Una gira breve, pero con mucho peso

Giorgia Meloni ha cerrado una complicada visita de dos días por la península Arábiga con un objetivo bastante poco misterioso: reforzar la diplomacia, apuntalar las relaciones bilaterales con los países del Golfo y asegurar la cooperación energética en un momento en que gas y combustibles siguen siendo un asunto de máxima urgencia para Italia y para buena parte de Europa. La economía agradece el detalle, aunque no siempre lo diga con palabras bonitas.

En este contexto, la reapertura del estrecho de Hormuz se ha convertido en una de las prioridades. El paso seguro de buques comerciales y petroleros ya no es solo un asunto técnico, sino una necesidad para frenar la subida de precios y evitar restricciones en el suministro de materias primas. Una combinación que suele acabar llegando, como es costumbre, a la política interna.

La cuestión tendrá además reflejo en el Parlamento, donde la presidenta del Gobierno comparecerá el próximo jueves para informar sobre el relanzamiento de la acción del Ejecutivo.

Arabia Saudí, pieza clave en el tablero

La visita tiene también un fuerte valor estratégico y simbólico. En esta fase, Meloni es la primera líder europea que se reúne con las máximas autoridades de la península Arábiga, empezando por el príncipe heredero saudí Mohammad bin Salman, una figura controvertida en el plano internacional pero difícil de esquivar para cualquier iniciativa en la región.

Las relaciones entre Italia y Riad se han intensificado notablemente bajo su liderazgo. Con su presencia, la primera ministra quiso mostrar cercanía a Arabia Saudí en un momento de fuerte inestabilidad regional. La conversación entre ambos abordó varios asuntos sensibles, entre ellos la asistencia militar defensiva prestada por Roma, las perspectivas del conflicto en curso y los esfuerzos diplomáticos necesarios para salir de la crisis.

Un delicado equilibrio regional

Los países de la zona están moviéndose por una línea muy fina, procurando evitar una confrontación abierta que otros actores preferirían alimentar. Riad, Doha, Abu Dabi y Mascate mantienen un equilibrio entre presiones internas y externas para conservar su papel como centros de estabilidad. Una ambición razonable, al menos en el papel, y bastante más complicada en la práctica.
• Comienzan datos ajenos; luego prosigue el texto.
//! Color temperature conversion between device-native units and Kelvin.
//!
//! Key Lights report temperature in a device-specific scale (roughly mireds,
//! 143..344). Conversion goes through two natural cubic splines fitted to a
//! fixed calibration table, one per direction. Outside the table the end
//! segments extrapolate; values are never clamped.

use serde::{Deserialize, Serialize};

use crate::error::CalibrationError;

/// Anchor pairs measured on the device, ordered by Kelvin.
pub const DEFAULT_ANCHORS: [(i32, i32); 6] = [
    (2900, 344),
    (3700, 271),
    (4100, 244),
    (5200, 192),
    (6000, 167),
    (7000, 143),
];

/// One calibration anchor: a Kelvin value and its device-native equivalent.
///
/// # Example
///
/// ```
/// use keylightd::converter::CalibrationPoint;
///
/// let warm: CalibrationPoint = (2900, 344).into();
/// assert_eq!(warm.kelvin, 2900);
/// ```
#[derive(Debug, Clone, Copy, PartialEq, Serialize, Deserialize)]
pub struct CalibrationPoint {
    pub kelvin: i32,
    pub native: i32,
}

impl From<(i32, i32)> for CalibrationPoint {
    fn from(value: (i32, i32)) -> Self {
        Self {
            kelvin: value.0,
            native: value.1,
        }
    }
}

/// Validated, immutable calibration table.
///
/// Kelvin values must be strictly increasing and native values strictly
/// monotonic, so that both interpolations are single-valued.
#[derive(Debug, Clone, PartialEq)]
pub struct CalibrationTable {
    points: Vec<CalibrationPoint>,
}

impl CalibrationTable {
    pub fn new(points: Vec<CalibrationPoint>) -> Result<Self, CalibrationError> {
        if points.len() < 2 {
            return Err(CalibrationError::TooFewAnchors(points.len()));
        }

        if let Some(index) = points.windows(2).position(|w| w[1].kelvin <= w[0].kelvin) {
            return Err(CalibrationError::NotMonotonic {
                axis: "kelvin",
                order: "increasing",
                index: index + 1,
            });
        }

        let decreasing = points[1].native < points[0].native;
        if let Some(index) = points.windows(2).position(|w| {
            if decreasing {
                w[1].native >= w[0].native
            } else {
                w[1].native <= w[0].native
            }
        }) {
            return Err(CalibrationError::NotMonotonic {
                axis: "native",
                order: "monotonic",
                index: index + 1,
            });
        }

        Ok(Self { points })
    }

    pub fn points(&self) -> &[CalibrationPoint] {
        &self.points
    }
}

impl Default for CalibrationTable {
    fn default() -> Self {
        Self {
            points: DEFAULT_ANCHORS.iter().copied().map(Into::into).collect(),
        }
    }
}

/// Natural cubic spline (zero curvature at both ends).
#[derive(Debug, Clone)]
struct CubicSpline {
    xs: Vec<f64>,
    ys: Vec<f64>,
    /// Second derivative at each knot.
    curvature: Vec<f64>,
}

impl CubicSpline {
    /// Fits a spline through `(xs[i], ys[i])`. `xs` must be strictly increasing.
    fn natural(xs: Vec<f64>, ys: Vec<f64>) -> Self {
        let n = xs.len();
        let h: Vec<f64> = xs.windows(2).map(|w| w[1] - w[0]).collect();
        let mut curvature = vec![0.0; n];

        // Tridiagonal system for the interior knots (Thomas algorithm).
        let mut c_prime = vec![0.0; n];
        let mut d_prime = vec![0.0; n];
        for i in 1..n.saturating_sub(1) {
            let lower = h[i - 1];
            let diag = 2.0 * (h[i - 1] + h[i]);
            let upper = h[i];
            let rhs = 6.0 * ((ys[i + 1] - ys[i]) / h[i] - (ys[i] - ys[i - 1]) / h[i - 1]);

            let denom = diag - lower * c_prime[i - 1];
            c_prime[i] = upper / denom;
            d_prime[i] = (rhs - lower * d_prime[i - 1]) / denom;
        }
        for i in (1..n.saturating_sub(1)).rev() {
            curvature[i] = d_prime[i] - c_prime[i] * curvature[i + 1];
        }

        Self { xs, ys, curvature }
    }

    fn at(&self, x: f64) -> f64 {
        let last = self.xs.len() - 2;
        let i = self.xs[1..=last].partition_point(|&knot| knot < x);

        let (x0, y0, y1) = (self.xs[i], self.ys[i], self.ys[i + 1]);
        let (m0, m1) = (self.curvature[i], self.curvature[i + 1]);
        let h = self.xs[i + 1] - x0;
        let t = x - x0;

        let slope = (y1 - y0) / h - h * (2.0 * m0 + m1) / 6.0;
        y0 + slope * t + m0 / 2.0 * t * t + (m1 - m0) / (6.0 * h) * t * t * t
    }
}

/// Bidirectional Kelvin <-> native temperature converter.
///
/// Results are rounded half away from zero.
///
/// # Example
///
/// ```
/// use keylightd::converter::{CalibrationTable, UnitConverter};
///
/// let converter = UnitConverter::new(&CalibrationTable::default())?;
/// assert_eq!(converter.to_kelvin(344), 2900);
/// assert_eq!(converter.to_native(7000), 143);
/// # Ok::<(), keylightd::error::CalibrationError>(())
/// ```
#[derive(Debug, Clone)]
pub struct UnitConverter {
    kelvin_to_native: CubicSpline,
    native_to_kelvin: CubicSpline,
}

impl UnitConverter {
    pub fn new(table: &CalibrationTable) -> Result<Self, CalibrationError> {
        // Re-check so hand-built tables fail here rather than at call time.
        let table = CalibrationTable::new(table.points().to_vec())?;

        let by_kelvin = table.points();
        let kelvin_to_native = CubicSpline::natural(
            by_kelvin.iter().map(|p| f64::from(p.kelvin)).collect(),
            by_kelvin.iter().map(|p| f64::from(p.native)).collect(),
        );

        let mut by_native = by_kelvin.to_vec();
        by_native.sort_by_key(|p| p.native);
        let native_to_kelvin = CubicSpline::natural(
            by_native.iter().map(|p| f64::from(p.native)).collect(),
            by_native.iter().map(|p| f64::from(p.kelvin)).collect(),
        );

        Ok(Self {
            kelvin_to_native,
            native_to_kelvin,
        })
    }

    /// Converts a Kelvin value to the device-native scale.
    pub fn to_native(&self, kelvin: i32) -> i32 {
        self.kelvin_to_native.at(f64::from(kelvin)).round() as i32
    }

    /// Converts a device-native value to Kelvin.
    pub fn to_kelvin(&self, native: i32) -> i32 {
        self.native_to_kelvin.at(f64::from(native)).round() as i32
    }
}
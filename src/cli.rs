use clap::Parser;
use std::path::PathBuf;

/// keylightd: daemon for Elgato Key Light control
#[derive(Parser, Debug)]
#[command(author, version, about, long_about = None)]
pub struct Cli {
    /// YAML config file path (default: $KEYLIGHTD_CONFIG, then the user and system config)
    #[arg(short = 'c', long = "config")]
    pub config: Option<PathBuf>,

    /// Detach from the terminal and run in the background
    #[arg(short = 'd', long = "daemonize", default_value = "false")]
    pub daemonize: bool,

    /// Write the effective configuration to the config path and exit
    #[arg(long = "write-config", default_value = "false")]
    pub write_config: bool,

    /// Log debug messages
    #[arg(short = 'v', long = "verbose", default_value = "false")]
    pub verbose: bool,
}
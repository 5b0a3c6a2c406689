//! System coordinator for managing service lifecycle and dependency injection.

use std::sync::Arc;

use anyhow::{Context, Result, bail};
use log::{error, info, warn};
use tokio::sync::broadcast::error::RecvError;

use crate::{
    app_context::AppState,
    config::ConfigManager,
    discovery::DiscoveryFeed,
    event::{Event, EventBus},
    providers::{
        AppStateProvider, AsyncProvider, DBusServiceProvider, DiscoveryServiceProvider,
        PanelServiceProvider, ServiceProvider,
    },
    task_manager::TaskManager,
};

/// What the main loop should do after an event.
#[derive(Debug, PartialEq, Eq)]
enum Flow {
    Continue,
    Stop,
}

/// Owns every service and drives the daemon from startup to shutdown.
///
/// Services start in priority order. A critical service that fails to start
/// aborts startup; the others are logged and skipped.
pub struct SystemCoordinator {
    task_manager: TaskManager,
    event_bus: EventBus,
    shared_state: Option<Arc<AppState>>,
    service_providers: Vec<Box<dyn ServiceProvider>>,
    feed: Option<Arc<dyn DiscoveryFeed>>,
    with_dbus: bool,
}

impl Default for SystemCoordinator {
    fn default() -> Self {
        Self::new()
    }
}

impl SystemCoordinator {
    pub fn new() -> Self {
        Self {
            task_manager: TaskManager::new(),
            event_bus: EventBus::new(),
            shared_state: None,
            service_providers: Vec::new(),
            feed: None,
            with_dbus: true,
        }
    }

    /// Discovers devices from `feed` instead of the configured device list.
    pub fn with_feed(mut self, feed: Arc<dyn DiscoveryFeed>) -> Self {
        self.feed = Some(feed);
        self
    }

    /// Leaves the D-Bus control interface out.
    pub fn without_dbus(mut self) -> Self {
        self.with_dbus = false;
        self
    }

    /// Builds the shared state and registers every service provider.
    pub async fn initialize(&mut self, config_manager: ConfigManager) -> Result<()> {
        info!("Initializing SystemCoordinator...");

        let mut app_state_provider = AppStateProvider::new(config_manager);
        if let Some(feed) = &self.feed {
            app_state_provider = app_state_provider.with_feed(feed.clone());
        }
        let state = app_state_provider
            .provide()
            .await
            .context("Failed to initialize application state")?;
        self.shared_state = Some(state.clone());

        self.register_service_providers(state).await;

        info!("SystemCoordinator initialization completed");
        Ok(())
    }

    async fn register_service_providers(&mut self, state: Arc<AppState>) {
        let mut providers: Vec<Box<dyn ServiceProvider>> = vec![
            Box::new(DiscoveryServiceProvider::new(
                state.clone(),
                self.event_bus.clone(),
            )),
            Box::new(PanelServiceProvider::new(
                state.clone(),
                self.event_bus.clone(),
            )),
        ];

        if self.with_dbus {
            match DBusServiceProvider::new(state, self.event_bus.clone()).await {
                Ok(provider) => providers.push(Box::new(provider)),
                Err(e) => warn!("{e:#}, skipping D-Bus service"),
            }
        }

        providers.sort_by_key(|b| std::cmp::Reverse(b.priority()));
        self.service_providers = providers;

        info!(
            "Registered {} service providers in priority order",
            self.service_providers.len()
        );
    }

    /// Starts all registered services in priority order.
    pub async fn start_all_services(&mut self) -> Result<()> {
        info!(
            "Starting {} services in priority order...",
            self.service_providers.len()
        );

        for provider in &self.service_providers {
            let is_critical = provider.is_critical();

            match provider.start(&mut self.task_manager).await {
                Ok(()) => {
                    info!(
                        "Service '{}' started (priority: {}, critical: {})",
                        provider.name(),
                        provider.priority(),
                        is_critical
                    );
                }
                Err(e) if is_critical => {
                    return Err(e).with_context(|| {
                        format!("Critical service '{}' failed to start", provider.name())
                    });
                }
                Err(e) => {
                    warn!(
                        "Non-critical service '{}' failed to start: {e:#}",
                        provider.name()
                    );
                }
            }
        }

        info!("All critical services started successfully");
        Ok(())
    }

    /// Runs until Ctrl+C or a shutdown request, then stops every service.
    pub async fn run_main_loop(&mut self) -> Result<()> {
        let mut event_rx = self.event_bus.subscribe();
        info!("Starting main event loop");

        loop {
            tokio::select! {
                result = tokio::signal::ctrl_c() => {
                    result.context("Failed to listen for shutdown signal")?;
                    info!("Received Ctrl+C, initiating graceful shutdown...");
                    break;
                }
                event = event_rx.recv() => {
                    if self.handle_event(event)? == Flow::Stop {
                        break;
                    }
                }
            }
        }

        self.shutdown().await;
        info!("Main event loop terminated");
        Ok(())
    }

    fn handle_event(&self, event: Result<Event, RecvError>) -> Result<Flow> {
        match event {
            Ok(Event::SystemShutdown) => {
                info!("Shutdown requested");
                return Ok(Flow::Stop);
            }
            Ok(Event::DiscoveryFailed(reason)) => {
                error!("Discovery failed: {reason}");
            }
            Ok(Event::SeedFailed(device)) => {
                warn!("'{device}' is registered but has no control surface");
            }
            Ok(event) => {
                info!("Received event: {event:?}");
            }
            Err(RecvError::Closed) => {
                bail!("Event bus channel closed unexpectedly");
            }
            Err(RecvError::Lagged(n)) => {
                warn!("Event bus lagged by {n} messages");
            }
        }
        Ok(Flow::Continue)
    }

    async fn shutdown(&mut self) {
        info!("Initiating graceful shutdown...");

        if let Err(e) = self.task_manager.shutdown_all().await {
            error!("Error during task shutdown: {e:#}");
        }

        info!("Shutdown complete");
    }

    pub const fn event_bus(&self) -> &EventBus {
        &self.event_bus
    }

    pub fn state(&self) -> Option<&Arc<AppState>> {
        self.shared_state.as_ref()
    }

    pub fn running_services(&self) -> Vec<&'static str> {
        self.service_providers.iter().map(|p| p.name()).collect()
    }
}
//! Device discovery feeds.
//!
//! A feed hands out devices over an `mpsc` channel while its own background
//! task runs. Closing the channel means "no more devices"; the consumer side
//! lives in [`providers::discovery`](crate::providers::discovery).

use std::sync::Arc;

use async_trait::async_trait;
use log::{debug, info};
use tokio::{sync::mpsc, task::JoinHandle};

use crate::{
    config::DeviceCfg,
    drivers::elgato::{ElgatoLight, http_client},
    error::DiscoveryError,
    registry::DeviceRef,
};

/// Buffer between a feed and its consumer.
pub const FEED_CAPACITY: usize = 16;

/// A running discovery: the device stream plus the feed's background task.
#[derive(Debug)]
pub struct DiscoverySession {
    pub devices: mpsc::Receiver<DeviceRef>,
    pub run: JoinHandle<Result<(), DiscoveryError>>,
}

/// Source of discovered devices.
#[async_trait]
pub trait DiscoveryFeed: Send + Sync + core::fmt::Debug {
    /// Starts discovery. An error here is fatal to startup.
    async fn start(&self) -> Result<DiscoverySession, DiscoveryError>;
}

/// Announces the lights listed in the configuration, in order.
#[derive(Debug, Clone)]
pub struct StaticDiscovery {
    devices: Vec<DeviceRef>,
}

impl StaticDiscovery {
    pub fn new(devices: Vec<DeviceRef>) -> Self {
        Self { devices }
    }

    /// Builds one HTTP-backed light per configured entry, sharing a client.
    pub fn from_config(
        entries: &[DeviceCfg],
        request_timeout: std::time::Duration,
    ) -> Result<Self, DiscoveryError> {
        let http = http_client(request_timeout).map_err(|e| DiscoveryError::Init(e.to_string()))?;

        let devices = entries
            .iter()
            .map(|entry| {
                Arc::new(ElgatoLight::new(
                    entry.name.clone(),
                    entry.host.clone(),
                    entry.port,
                    http.clone(),
                )) as DeviceRef
            })
            .collect();

        Ok(Self::new(devices))
    }

    pub fn len(&self) -> usize {
        self.devices.len()
    }

    pub fn is_empty(&self) -> bool {
        self.devices.is_empty()
    }
}

#[async_trait]
impl DiscoveryFeed for StaticDiscovery {
    async fn start(&self) -> Result<DiscoverySession, DiscoveryError> {
        let (tx, rx) = mpsc::channel(FEED_CAPACITY);
        let devices = self.devices.clone();
        info!("Announcing {} configured light(s)", devices.len());

        let run = tokio::spawn(async move {
            for device in devices {
                debug!("Announcing '{}' at {}", device.name(), device.address());
                if tx.send(device).await.is_err() {
                    debug!("Discovery consumer went away");
                    break;
                }
            }
            Ok(())
        });

        Ok(DiscoverySession { devices: rx, run })
    }
}
//! Panel service: the headless renderer of control surfaces.
//!
//! Every surface publishes its labels through a watch channel; the renderer
//! merges them into one stream and writes a line whenever a label changes.

use std::sync::Arc;

use anyhow::Result;
use async_trait::async_trait;
use log::{debug, info, warn};
use tokio::sync::broadcast::{Receiver, error::RecvError};
use tokio_stream::{StreamExt, StreamMap, wrappers::WatchStream};
use tokio_util::sync::CancellationToken;

use crate::{
    app_context::AppState,
    event::{Event, EventBus},
    providers::traits::ServiceProvider,
    surface::{ControlSurface, SurfaceLabels},
    task_manager::TaskManager,
};

pub struct PanelServiceProvider {
    state: Arc<AppState>,
    event_bus: EventBus,
}

impl PanelServiceProvider {
    pub fn new(state: Arc<AppState>, event_bus: EventBus) -> Self {
        Self { state, event_bus }
    }
}

#[async_trait]
impl ServiceProvider for PanelServiceProvider {
    async fn start(&self, task_manager: &mut TaskManager) -> Result<()> {
        // Subscribe before spawning so no SurfaceReady slips through.
        let events = self.event_bus.subscribe();
        let state = self.state.clone();

        task_manager.spawn_task(self.name(), |cancel_token| async move {
            run_panel(state, events, cancel_token, |line| info!("{line}")).await;
            Ok(())
        });
        Ok(())
    }

    fn name(&self) -> &'static str {
        "PanelService"
    }

    fn priority(&self) -> i32 {
        4
    }
}

/// One display line for a surface.
pub fn render_line(labels: &SurfaceLabels) -> String {
    format!(
        "{} | {} | {}",
        labels.name,
        labels.brightness_text(),
        labels.temperature_text()
    )
}

type LabelStreams = StreamMap<String, WatchStream<SurfaceLabels>>;

fn track(streams: &mut LabelStreams, surface: &ControlSurface) {
    if !streams.contains_key(surface.name()) {
        debug!("Rendering '{}'", surface.name());
        streams.insert(surface.name().to_string(), WatchStream::new(surface.subscribe()));
    }
}

async fn track_all(streams: &mut LabelStreams, state: &AppState) {
    for surface in state.panel.snapshot().await {
        track(streams, &surface);
    }
}

/// Renders every surface on the panel until cancelled, passing each line to
/// `draw`.
pub async fn run_panel<F>(
    state: Arc<AppState>,
    mut events: Receiver<Event>,
    cancel_token: CancellationToken,
    mut draw: F,
) where
    F: FnMut(String) + Send,
{
    let mut streams = LabelStreams::new();
    track_all(&mut streams, &state).await;

    loop {
        tokio::select! {
            () = cancel_token.cancelled() => {
                info!("Panel service cancelled");
                break;
            }
            event = events.recv() => match event {
                Ok(Event::SurfaceReady(name)) => {
                    if let Some(surface) = state.panel.find(&name).await {
                        track(&mut streams, &surface);
                    }
                }
                Ok(Event::DiscoveryFinished { devices }) => {
                    info!("Panel shows {} of {devices} discovered device(s)", streams.len());
                }
                Ok(_) => {}
                Err(RecvError::Lagged(n)) => {
                    warn!("Panel missed {n} events, resyncing");
                    track_all(&mut streams, &state).await;
                }
                Err(RecvError::Closed) => break,
            },
            Some((_, labels)) = streams.next(), if !streams.is_empty() => {
                draw(render_line(&labels));
            }
        }
    }
}
//! D-Bus service provider.

use anyhow::{Context, Result};
use async_trait::async_trait;
use log::{info, warn};
use std::sync::Arc;
use tokio_util::sync::CancellationToken;
use zbus::Connection;

use crate::{
    app_context::AppState,
    event::EventBus,
    interface::{DBusInterface, OBJECT_PATH, SERVICE_NAME},
    providers::traits::ServiceProvider,
    task_manager::TaskManager,
};

/// Exposes the control interface on the session bus.
///
/// Optional: when no session bus is reachable the coordinator skips this
/// provider and the daemon runs without remote control.
pub struct DBusServiceProvider {
    state: Arc<AppState>,
    event_bus: EventBus,
    connection: Connection,
}

impl DBusServiceProvider {
    /// Connects to the session bus.
    pub async fn new(state: Arc<AppState>, event_bus: EventBus) -> Result<Self> {
        let connection = Connection::session()
            .await
            .context("Failed to connect to the D-Bus session bus")?;
        Ok(Self {
            state,
            event_bus,
            connection,
        })
    }
}

#[async_trait]
impl ServiceProvider for DBusServiceProvider {
    async fn start(&self, task_manager: &mut TaskManager) -> Result<()> {
        let interface = DBusInterface::new(
            self.state.clone(),
            env!("CARGO_PKG_VERSION").to_string(),
            self.event_bus.clone(),
        );
        self.connection
            .object_server()
            .at(OBJECT_PATH, interface)
            .await
            .context("Failed to register D-Bus object")?;
        self.connection
            .request_name(SERVICE_NAME)
            .await
            .with_context(|| format!("Failed to acquire bus name {SERVICE_NAME}"))?;
        info!("Serving {SERVICE_NAME} at {OBJECT_PATH}");

        let connection = self.connection.clone();
        task_manager.spawn_task(self.name(), |cancel_token| async move {
            run_dbus_service(connection, cancel_token).await
        });
        Ok(())
    }

    fn name(&self) -> &'static str {
        "DBusService"
    }

    fn priority(&self) -> i32 {
        8
    }
}

/// Keeps the connection alive until cancelled, then releases the name.
async fn run_dbus_service(connection: Connection, cancel_token: CancellationToken) -> Result<()> {
    cancel_token.cancelled().await;
    info!("D-Bus service cancelled");

    if let Err(e) = connection.release_name(SERVICE_NAME).await {
        warn!("Failed to release {SERVICE_NAME}: {e}");
    }
    Ok(())
}
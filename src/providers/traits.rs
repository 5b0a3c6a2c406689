use anyhow::Result;
use async_trait::async_trait;

use crate::task_manager::TaskManager;

/// Builds a component asynchronously.
///
/// # Example
///
/// ```no_run
/// use keylightd::providers::traits::AsyncProvider;
///
/// struct Greeting;
///
/// #[async_trait::async_trait]
/// impl AsyncProvider<String> for Greeting {
///     async fn provide(&self) -> anyhow::Result<String> {
///         Ok("hello".to_string())
///     }
/// }
/// ```
#[async_trait]
pub trait AsyncProvider<T> {
    async fn provide(&self) -> Result<T>;
}

/// A service started by the coordinator through the [`TaskManager`].
///
/// Services start in descending [`priority`](Self::priority). A failing
/// critical service aborts startup; a failing non-critical one is logged and
/// skipped.
///
/// # Example
///
/// ```no_run
/// use keylightd::providers::traits::ServiceProvider;
/// use keylightd::task_manager::TaskManager;
/// use anyhow::Result;
///
/// struct Heartbeat;
///
/// #[async_trait::async_trait]
/// impl ServiceProvider for Heartbeat {
///     async fn start(&self, task_manager: &mut TaskManager) -> Result<()> {
///         task_manager.spawn_task(self.name(), |token| async move {
///             token.cancelled().await;
///             Ok(())
///         });
///         Ok(())
///     }
///
///     fn name(&self) -> &'static str { "Heartbeat" }
/// }
/// ```
#[async_trait]
pub trait ServiceProvider: Send + Sync {
    /// Prepares the service and spawns its task(s).
    async fn start(&self, task_manager: &mut TaskManager) -> Result<()>;

    fn name(&self) -> &'static str;

    fn priority(&self) -> i32 {
        0
    }

    fn is_critical(&self) -> bool {
        false
    }
}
Italia sigue de cerca este esfuerzo y ha ofrecido apoyo para contribuir a ese objetivo. A partir de ahí, la conversación pasó de la política a una preocupación mucho más concreta para el continente: asegurar los suministros energéticos europeos y reducir el impacto de la crisis sobre empresas y ciudadanos.

La prioridad inmediata sigue siendo garantizar la libertad de navegación en el estrecho de Hormuz. Junto a ello, se habló de cómo consolidar la estabilidad mediante una cooperación más amplia en inversión, infraestructuras estratégicas, seguridad y defensa.

Doha, segundo gran paso de la visita

La siguiente escala fue Doha, donde Meloni fue recibida por el emir de Catar, Sheikh Tamim bin Hamad Al-Thani. Allí, Italia expresó su disposición a colaborar, a través de las capacidades de su tejido productivo, en la rehabilitación de las infraestructuras energéticas cataríes, consideradas esenciales para la seguridad energética a escala mundial.

La primera ministra agradeció además la ayuda prestada por el emirato en la evacuación de numerosos ciudadanos italianos, especialmente turistas que abandonaron Catar al inicio del conflicto. También subrayó que su presencia pretendía trasladar un mensaje de cercanía frente a los ataques iraníes.

Última parada: Emiratos Árabes Unidos

La gira árabe concluyó en Al Ain, en Emiratos Árabes Unidos, con un encuentro con el presidente Sheikh Mohamed bin Zayed Al Nahyan. En esa reunión se profundizó en los mismos asuntos ya tratados con los demás interlocutores de la región, en especial el refuerzo de las inversiones en el sector energético, uno de esos ámbitos que todos declaran prioritario justo hasta que toca hacerlo funcionar.